Rents so high for people in subdivided flat

It saddens me that some people still have to endure the cramped accommodation offered by ­subdivided apartments. And in spite of the unpleasant conditions, they still have to pay a comparatively high rent.

However, they have to pay up as they cannot afford to move and so have no means of escape, especially as the waiting list for public housing is long.

Some people are so poor they cannot even afford a subdivided unit.

The government needs to come up with new policies to solve this problem.

It must find ways to build more public apartments and cut waiting times for them. And it should control rents in subdivided flats.

I hope that some day all ­citizens in Hong Kong will be able to enjoy decent housing.

Michelle Wong, Kowloon Tong

Many Western democracies deeply flawed

Alan Sargent claims that in a democracy “any government is run for the benefit of those who choose it” (“Democracy still matters in Hong Kong”, January 5).

Unfortunately, this may no longer be true. In Western ­democracies, despair is growing about the popularity of unscrupulous demagogues who, on a wave of discontent, manage to sell “the people” unconstitutional, vindictive and unwise short-term measures as “solutions” for long-term and ­complicated problems. Narrow-minded nationalism infuses this ­dangerous trend. As a result, ­democracy is becoming a ­marker of fault lines rather than a ­mechanism to heal rifts.

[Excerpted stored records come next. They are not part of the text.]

#[cfg(test)]
#[allow(clippy::unwrap_used)]
mod tests {
    use super::*;
    use crate::error::{Phase, Role};
    use crate::model::Event;
    use gala_chain::constants::MIN_ACCOUNT_BALANCE;
    use gala_chain::{Storage, Timestamp};
    use gala_testing::{RecordingHost, ReducerTest, assertions};
    use std::time::Duration;

    const DAY: Duration = Duration::from_secs(24 * 60 * 60);

    fn account(id: &str) -> AccountId {
        AccountId::new(id).unwrap()
    }

    fn now() -> Timestamp {
        Timestamp::from_datetime(gala_testing::test_epoch())
    }

    fn details() -> EventDetails {
        EventDetails::new(now().saturating_add(30 * DAY), "space", "space party", "dance")
    }

    fn env() -> EventEnvironment {
        EventEnvironment::new(Arc::new(RecordingHost::new()), ChainConfig::default())
    }

    fn ctx(caller: &str) -> CallContext {
        CallContext::new(account("party.factory"), account(caller), now())
    }

    fn invoke(caller: &str, call: EventCall) -> EventAction {
        EventAction::Invoke {
            context: ctx(caller),
            call,
        }
    }

    fn initialize() -> EventAction {
        EventAction::Invoke {
            context: ctx("alice").with_deposit(MIN_ACCOUNT_BALANCE),
            call: EventCall::Initialize { details: details() },
        }
    }

    #[test]
    fn initialize_persists_caller_as_host() {
        ReducerTest::new(EventReducer::new())
            .with_env(env())
            .given_state(EventState::new())
            .when_action(initialize())
            .then_state(|state| {
                assert_eq!(state.last_error, None);
                let event = Event::load(&state.storage).unwrap();
                assert_eq!(event.host, account("alice"));
                assert!(!event.public);
            })
            .then_effects(assertions::assert_no_effects)
            .run();
    }

    #[test]
    fn initialize_twice_is_rejected() {
        ReducerTest::new(EventReducer::new())
            .with_env(env())
            .given_state(EventState::new())
            .given_action(initialize())
            .when_action(initialize())
            .then_state(|state| {
                assert_eq!(state.last_error, Some(EventError::AlreadyInitialized));
            })
            .run();
    }

    #[test]
    fn initialize_requires_minimum_deposit() {
        ReducerTest::new(EventReducer::new())
            .with_env(env())
            .given_state(EventState::new())
            .when_action(invoke("alice", EventCall::Initialize { details: details() }))
            .then_state(|state| {
                assert!(matches!(
                    state.last_error,
                    Some(EventError::InsufficientDeposit { .. })
                ));
                assert!(state.storage.is_empty());
            })
            .run();
    }

    #[test]
    fn rejected_call_rolls_back_everything() {
        ReducerTest::new(EventReducer::new())
            .with_env(env())
            .given_state(EventState::new())
            .given_action(initialize())
            .when_action(invoke(
                "bob",
                EventCall::AddCohost {
                    cohost: account("bob"),
                },
            ))
            .then_state(|state| {
                assert_eq!(state.last_error, Some(EventError::Unauthorized(Role::Host)));
                assert!(Event::cohosts(&state.storage).unwrap().is_empty());
            })
            .run();
    }

    #[test]
    fn success_clears_previous_error() {
        ReducerTest::new(EventReducer::new())
            .with_env(env())
            .given_state(EventState::new())
            .given_action(invoke("alice", EventCall::GoPublic {}))
            .given_action(initialize())
            .when_action(invoke("alice", EventCall::GoPublic {}))
            .then_state(|state| {
                assert_eq!(state.last_error, None);
                assert!(Event::load(&state.storage).unwrap().public);
            })
            .run();
    }

    #[test]
    fn settings_locked_after_going_public() {
        ReducerTest::new(EventReducer::new())
            .with_env(env())
            .given_state(EventState::new())
            .given_action(initialize())
            .given_action(invoke("alice", EventCall::GoPublic {}))
            .when_action(invoke("alice", EventCall::SetMaxTickets { num: 5 }))
            .then_state(|state| {
                assert_eq!(state.last_error, Some(EventError::InvalidState(Phase::Private)));
                assert_eq!(Event::load(&state.storage).unwrap().max_tickets, 0);
            })
            .run();
    }

    #[test]
    fn pay_hosts_issues_one_transfer_per_host() {
        let mut state = EventState::new();
        let env = env();
        let reducer = EventReducer::new();

        reducer.reduce(&mut state, initialize(), &env);
        reducer.reduce(
            &mut state,
            invoke("alice", EventCall::AddCohost { cohost: account("bob") }),
            &env,
        );
        reducer.reduce(&mut state, invoke("alice", EventCall::GoPublic {}), &env);
        reducer.reduce(
            &mut state,
            EventAction::Invoke {
                context: ctx("david").with_deposit(Balance::from_yocto(10)),
                call: EventCall::BuyTicket {},
            },
            &env,
        );
        assert_eq!(state.last_error, None);

        let after_event = CallContext::new(
            account("party.factory"),
            account("alice"),
            now().saturating_add(31 * DAY),
        );

        ReducerTest::new(reducer)
            .with_env(env)
            .given_state(state)
            .when_action(EventAction::Invoke {
                context: after_event,
                call: EventCall::PayHosts {},
            })
            .then_state(|state| {
                assert_eq!(state.last_error, None);
                assert!(Event::load(&state.storage).unwrap().paid_out);
            })
            .then_effects(|effects| {
                assertions::assert_effects_count(effects, 1);
                assertions::assert_future_count(effects, 2);
            })
            .run();
    }

    #[test]
    fn failed_transfer_changes_nothing() {
        let mut state = EventState::new();
        EventReducer::new().reduce(&mut state, initialize(), &env());
        let before = state.storage.clone();

        ReducerTest::new(EventReducer::new())
            .with_env(env())
            .given_state(state)
            .when_action(EventAction::TransferSettled {
                payee: account("alice"),
                amount: Balance::from_yocto(5),
                result: PromiseResult::Failed,
            })
            .then_state(move |state| {
                assert_eq!(state.storage, before);
                assert_eq!(state.last_error, None);
            })
            .then_effects(assertions::assert_no_effects)
            .run();
    }

    #[tokio::test]
    async fn payout_effect_reports_transfer_outcome() {
        let host = Arc::new(RecordingHost::failing());
        let env = EventEnvironment::new(host.clone(), ChainConfig::default());
        let payout = Payout {
            payees: vec![account("alice")],
            share: Balance::from_yocto(7),
            remainder: Balance::ZERO,
        };

        let Effect::Sequential(mut effects) = EventReducer::payout_effects(payout, &ctx("alice"), &env)
        else {
            unreachable!("payout is always a sequential group");
        };
        let Some(Effect::Future(transfer)) = effects.pop() else {
            unreachable!("one future per payee");
        };

        let Some(EventAction::TransferSettled { payee, amount, result }) = transfer.await else {
            unreachable!("transfers always report back");
        };
        assert_eq!(payee, account("alice"));
        assert_eq!(amount, Balance::from_yocto(7));
        assert_eq!(result, PromiseResult::Failed);

        let batches = host.batches();
        assert_eq!(batches.len(), 1);
        assert_eq!(batches[0].0, account("party.factory"));
        assert_eq!(batches[0].1.receiver_id, account("alice"));
        assert_eq!(batches[0].1.total_deposit(), Balance::from_yocto(7));
        assert_eq!(host.signers(), vec![account("alice")]);
    }

    #[tokio::test]
    async fn payout_pays_host_before_cohosts() {
        let host = Arc::new(RecordingHost::new());
        let env = EventEnvironment::new(host.clone(), ChainConfig::default());
        let payout = Payout {
            payees: vec![account("alice"), account("bob"), account("carol")],
            share: Balance::from_yocto(3),
            remainder: Balance::ZERO,
        };

        let Effect::Sequential(effects) = EventReducer::payout_effects(payout, &ctx("alice"), &env) else {
            unreachable!("payout is always a sequential group");
        };
        assert_eq!(effects.len(), 3);

        let mut settled = Vec::new();
        for effect in effects {
            let Effect::Future(transfer) = effect else {
                unreachable!("one future per payee");
            };
            if let Some(EventAction::TransferSettled { payee, .. }) = transfer.await {
                settled.push(payee);
            }
        }

        let receivers: Vec<_> = host
            .batches()
            .into_iter()
            .map(|(_, batch)| batch.receiver_id)
            .collect();
        assert_eq!(receivers, vec![account("alice"), account("bob"), account("carol")]);
        assert_eq!(settled, receivers);
    }

    #[test]
    fn call_json_shape() {
        let call: EventCall = serde_json::from_str(
            r#"{"method":"set_ticket_price","args":{"price":"1000"}}"#,
        )
        .unwrap();
        assert_eq!(
            call,
            EventCall::SetTicketPrice {
                price: Balance::from_yocto(1000)
            }
        );

        let call: EventCall = serde_json::from_str(r#"{"method":"go_public","args":{}}"#).unwrap();
        assert_eq!(call.method_name(), "go_public");
        assert!(EventCall::METHODS.contains(&call.method_name()));
    }

    #[test]
    fn storage_is_untouched_until_initialize() {
        let mut state = EventState::new();
        EventReducer::new().reduce(&mut state, invoke("alice", EventCall::BuyTicket {}), &env());

        assert_eq!(state.last_error, Some(EventError::NotInitialized));
        assert!(!state.storage.has_key(b"ev"));
    }
}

Your correspondent also asserts that “We have boundless talent, but it has been actively excluded from having any power.”

It is tempting to assume that the people who are ­obstructed from governing ­possess the excellence to tackle the deep-rooted and long-standing issues dogging Hong Kong.

However, any Hong Kong government, chosen or not, will be severely constrained by the deep divisions in society as well as the geopolitical givens.